Rischia di slittare la 2023 la riapertura totale della curva Nord. In attesa che qualcuno si degni di spiegare alla cittadinanza e alla tifoseria come mai non siano stati investiti a dovere i fondi del credito sportivo nel 2019 e chi si assume le responsabilità per le promesse non mantenute all’indomani della promozione in serie A, ecco che si delinea uno scenario che fa arrabbiare il pubblico e che lascia tutti senza parole. La parte superiore del settore popolare potrebbe accogliere nuovamente la torcida granata tra qualche mese e non in concomitanza con l’esordio in campionato a cospetto della Roma.

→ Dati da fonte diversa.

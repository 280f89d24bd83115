//! Three-way result of a chat operation and the rules that produce it.

use reqwest::StatusCode;

use crate::error::ChatError;

/// Result of a connection operation.
///
/// Failures carry a human-readable trace. Only `RetryableFailure` is worth
/// retrying; the connection itself never retries.
#[derive(Debug)]
#[must_use]
pub enum Outcome<T> {
    Success(T),
    RetryableFailure(String),
    PermanentFailure(String),
}

/// How a failed attempt should be treated by the caller.
#[derive(Debug, Clone, Copy, PartialEq, Eq)]
pub enum FailureKind {
    Retryable,
    Permanent,
}

/// Classifies an HTTP status. `None` means the status is a success.
pub fn classify_status(status: StatusCode) -> Option<FailureKind> {
    if status.is_success() {
        None
    } else if status == StatusCode::TOO_MANY_REQUESTS || status.is_server_error() {
        Some(FailureKind::Retryable)
    } else {
        Some(FailureKind::Permanent)
    }
}

impl<T> Outcome<T> {
    pub fn failure(kind: FailureKind, trace: impl Into<String>) -> Self {
        match kind {
            FailureKind::Retryable => Outcome::RetryableFailure(trace.into()),
            FailureKind::Permanent => Outcome::PermanentFailure(trace.into()),
        }
    }

    /// Converts an error raised by `operation`, prefixing the trace with it.
    pub fn from_error(operation: &str, err: &ChatError) -> Self {
        Self::failure(err.kind(), format!("{operation}: {err}"))
    }

    pub fn is_success(&self) -> bool {
        matches!(self, Outcome::Success(_))
    }

    pub fn is_retryable(&self) -> bool {
        matches!(self, Outcome::RetryableFailure(_))
    }

    pub fn is_permanent(&self) -> bool {
        matches!(self, Outcome::PermanentFailure(_))
    }

    /// The failure kind, or `None` on success.
    pub fn failure_kind(&self) -> Option<FailureKind> {
        match self {
            Outcome::Success(_) => None,
            Outcome::RetryableFailure(_) => Some(FailureKind::Retryable),
            Outcome::PermanentFailure(_) => Some(FailureKind::Permanent),
        }
    }

    pub fn trace(&self) -> Option<&str> {
        match self {
            Outcome::Success(_) => None,
            Outcome::RetryableFailure(trace) | Outcome::PermanentFailure(trace) => Some(trace),
        }
    }

    pub fn success(self) -> Option<T> {
        match self {
            Outcome::Success(value) => Some(value),
            _ => None,
        }
    }

    pub fn map<U>(self, f: impl FnOnce(T) -> U) -> Outcome<U> {
        match self {
            Outcome::Success(value) => Outcome::Success(f(value)),
            Outcome::RetryableFailure(trace) => Outcome::RetryableFailure(trace),
            Outcome::PermanentFailure(trace) => Outcome::PermanentFailure(trace),
        }
    }

    /// Splits into a `Result`, keeping the failure kind next to the trace.
    pub fn into_result(self) -> Result<T, (FailureKind, String)> {
        match self {
            Outcome::Success(value) => Ok(value),
            Outcome::RetryableFailure(trace) => Err((FailureKind::Retryable, trace)),
            Outcome::PermanentFailure(trace) => Err((FailureKind::Permanent, trace)),
        }
    }
}

impl<T> From<ChatError> for Outcome<T> {
    fn from(err: ChatError) -> Self {
        Self::failure(err.kind(), err.to_string())
    }
}

impl<T> From<Result<T, ChatError>> for Outcome<T> {
    fn from(result: Result<T, ChatError>) -> Self {
        match result {
            Ok(value) => Outcome::Success(value),
            Err(err) => err.into(),
        }
    }
}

Anzi, è corsa contro il tempo per convincere le autorità competenti a concedere metà della parte inferiore come accaduto, dopo 48 ore di pressione totale, nella sfida con l’Udinese. “Non dipende da me, ma da Comune e Prefettura. Posso dire che c’è un gruppo di professionisti che alacremente lavora ogni giorno su tutti i fronti, compreso quello dello stadio. Ci hanno promesso una parziale apertura in vista dell’inizio del campionato, ma stiamo notando che ci sono delle difficoltà. Andiamo avanti, sapendo che ci sono autorità superiori che devono prendere le decisioni e non certo la Salernitana” ha detto il presidente Iervolino, a quanto pare anche piuttosto seccato. Anche perchè l’idea del club era quella di mettere in vendita gli abbonamenti anche per la Nord, cosa che oggi appare utopistica. Si tratta di uno dei pochi stadi in Europa con un settore popolare deserto, un problema che si trascina da quasi 20 anni e che nessuno è riuscito a risolvere. Gli stessi che poi salgono sul carro o fanno le passerelle il 19 giugno o quando la Salernitana conquista un traguardo importante. C’è da essere increduli, davvero.